Task requirements:
Scan the material below for the string "Serialize", and copy every line where it shows up.

Recorded information:
//! # Serialised Iterated Width
//!
//! Decomposes the goal into a sequence of subproblems: from the current
//! state, run IW with the predicate "the set of unachieved goal
//! literals strictly shrinks", adopt the resulting state, repeat until
//! the full goal holds. Terminates with UNSOLVABLE as soon as one IW
//! call exhausts, since later subproblems cannot repair an earlier
//! failure.

use crate::error::PlannerResult;
use crate::plan::Plan;
use crate::planner::SearchContext;
use crate::search::iw::{find_solution_iw, IwOptions, IwStatistics};
use crate::search::{SearchOptions, SearchStatus};
use crate::state::DenseState;
use serde::Serialize;

#[derive(Debug, Clone)]
pub struct SiwOptions {
    /// Maximum IW arity per subproblem.
    pub max_arity: usize,
    pub search: SearchOptions,
}

impl Default for SiwOptions {
    fn default() -> Self {
        SiwOptions {
            max_arity: 1,
            search: SearchOptions::default(),
        }
    }
}

#[derive(Debug, Clone, Default, Serialize)]
pub struct SiwStatistics {
    pub iw_statistics_by_subproblem: Vec<IwStatistics>,
}

impl SiwStatistics {
    pub fn maximum_effective_width(&self) -> Option<usize> {
        self.iw_statistics_by_subproblem
            .iter()
            .filter_map(|s| s.effective_width)
            .max()
    }

    pub fn average_effective_width(&self) -> Option<f64> {
        let widths: Vec<usize> = self
            .iw_statistics_by_subproblem
            .iter()
            .filter_map(|s| s.effective_width)
            .collect();
        if widths.is_empty() {
            return None;
        }
        Some(widths.iter().sum::<usize>() as f64 / widths.len() as f64)
    }
}

#[derive(Debug, Clone)]
pub struct SiwResult {
    pub status: SearchStatus,
    pub plan: Option<Plan>,
    pub statistics: SiwStatistics,
}

pub fn find_solution_siw(
    ctx: &mut SearchContext,
    options: &SiwOptions,
) -> PlannerResult<SiwResult> {
    let mut statistics = SiwStatistics::default();
    let goal = ctx.goal_checker();
    if !goal.statically_satisfied() {
        return Ok(SiwResult {
            status: SearchStatus::Unsolvable,
            plan: None,
            statistics,
        });
    }

    let mut current = ctx.initial_state()?;
    let mut plan = Plan::default();
    let mut dense = DenseState::new();

    loop {
        ctx.unpack(current, &mut dense);
        let unachieved = goal.num_unachieved(&dense);
        if unachieved == 0 {
            tracing::info!(
                plan_length = plan.len(),
                subproblems = statistics.iw_statistics_by_subproblem.len(),
                "serialised iterated width solved the task"
            );
            return Ok(SiwResult {
                status: SearchStatus::Solved,
                plan: Some(plan),
                statistics,
            });
        }

        tracing::debug!(unachieved, "starting subproblem");
        let subgoal = goal.clone();
        let goal_test =
            move |dense: &DenseState| subgoal.num_unachieved(dense) < unachieved;
        let iw_options = IwOptions {
            start_arity: 1,
            max_arity: options.max_arity,
            search: options.search.clone(),
        };
        let result = find_solution_iw(ctx, current, &goal_test, &iw_options)?;
        statistics.iw_statistics_by_subproblem.push(result.statistics);

        match result.status {
            SearchStatus::Solved => {
                let subplan = result.plan.unwrap_or_default();
                plan.actions.extend(subplan.actions);
                plan.cost += subplan.cost;
                let goal_state = result
                    .goal_state
                    .expect("a solved subproblem carries its goal state");
                current = ctx.state(goal_state);
            }
            SearchStatus::TimedOut => {
                return Ok(SiwResult {
                    status: SearchStatus::TimedOut,
                    plan: None,
                    statistics,
                });
            }
            SearchStatus::Unsolvable | SearchStatus::Exhausted => {
                // A failed subproblem dooms the serialisation.
                return Ok(SiwResult {
                    status: SearchStatus::Unsolvable,
                    plan: None,
                    statistics,
                });
            }
        }
    }
}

Response to this exercise:
use serde::Serialize;
#[derive(Debug, Clone, Default, Serialize)]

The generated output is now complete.